In one embodiment, methods described also includes wrapping up in food described in freezing.In another embodiment, it is described Method also includes bakeing or food is wrapped up in deep frying, optionally after par and/or freezing wrap up in food.In industrial food In production, food is typically provided with batter-coated and cooked in bakery and confectionery by frying culinary art or part, with stationary plane Paste." par " is referred to as by fried part culinary art.Then by (generally part is cooked) of culinary art, food cools down or freezing And pack, for being delivered to consumer.Culinary art or part culinary art food be then ready for being used on by fat and/or It is fried or consumed by oven-baked in oil.

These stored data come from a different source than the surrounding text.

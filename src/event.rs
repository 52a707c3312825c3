use serde::{Deserialize, Serialize};

use crate::capabilities::HttpResult;

/// Everything that can happen to the widget: user intents plus the
/// completions of the two remote calls. Capability results are boxed to keep
/// the enum small.
#[derive(Clone, Debug, PartialEq, Serialize, Deserialize)]
pub enum Event {
    /// Dispatched by the shell once, when the widget mounts.
    AppStarted,
    QuotesFetched(Box<HttpResult>),

    NextQuote,
    PreviousQuote,
    SaveRequested,

    ComposerOpened,
    ComposerClosed,
    DraftTextChanged(String),
    DraftAuthorChanged(String),
    DraftCategoryChanged(String),
    SubmitDraft,
    QuoteCreated(Box<HttpResult>),

    DarkModeToggled,
}

impl Event {
    pub fn name(&self) -> &'static str {
        match self {
            Event::AppStarted => "app_started",
            Event::QuotesFetched(_) => "quotes_fetched",
            Event::NextQuote => "next_quote",
            Event::PreviousQuote => "previous_quote",
            Event::SaveRequested => "save_requested",
            Event::ComposerOpened => "composer_opened",
            Event::ComposerClosed => "composer_closed",
            Event::DraftTextChanged(_) => "draft_text_changed",
            Event::DraftAuthorChanged(_) => "draft_author_changed",
            Event::DraftCategoryChanged(_) => "draft_category_changed",
            Event::SubmitDraft => "submit_draft",
            Event::QuoteCreated(_) => "quote_created",
            Event::DarkModeToggled => "dark_mode_toggled",
        }
    }
}

#[cfg(test)]
mod tests {
    use super::*;

    #[test]
    fn event_size_is_reasonable() {
        // Boxing the capability results keeps the enum small.
        let size = std::mem::size_of::<Event>();
        assert!(size <= 64, "Event enum is {size} bytes, box more variants");
    }

    #[test]
    fn names_are_stable() {
        assert_eq!(Event::AppStarted.name(), "app_started");
        assert_eq!(Event::SubmitDraft.name(), "submit_draft");
    }
}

The invention further relates to a kind of method for the oil and/or fat regimen for being used to reduce fry, methods described includes Prepare and above-mentioned wrap up in food and the step of food is wrapped up in frying.Term " food is wrapped up in frying " is included by fried culinary art or part The food of culinary art is to fix batter, optionally followed by cooling or freezing, and/or fry step, then consumption.Surprisingly it has been found that The present invention wrap up in food typically exhibit than can be quite non-wrap up in food as little as few by 15% oil and/or fat regimen.When Wrap up in when most preferred cellulose ether particle is combined in food, it is of the invention wrap up in food present than can be quite non-wrap up in food Few even at least 20% oil and/or fat regimen.
On the other hand, edible composition of the invention is the food spares containing starch of shaping, such as with reference to French fries, russet potato mud, Deep-fried meatballs, potato block, poultry meat nuggets, fish rod or the onion ring of above-mentioned cellulose ether particle. The food spares containing starch being preferably molded are potato spares, such as mashed potatoes, French fries or the brown horse minced Bell potato, it is potato spares, wherein potato ball chopping, chop up, stripping and slicing or screening (riced) after with pan oil It is fried.In the food spares containing starch, the amount of cellulose ether particle is preferably 0.1-1%, more preferably 0.2-0.5%, base In the gross weight of the food spares containing starch.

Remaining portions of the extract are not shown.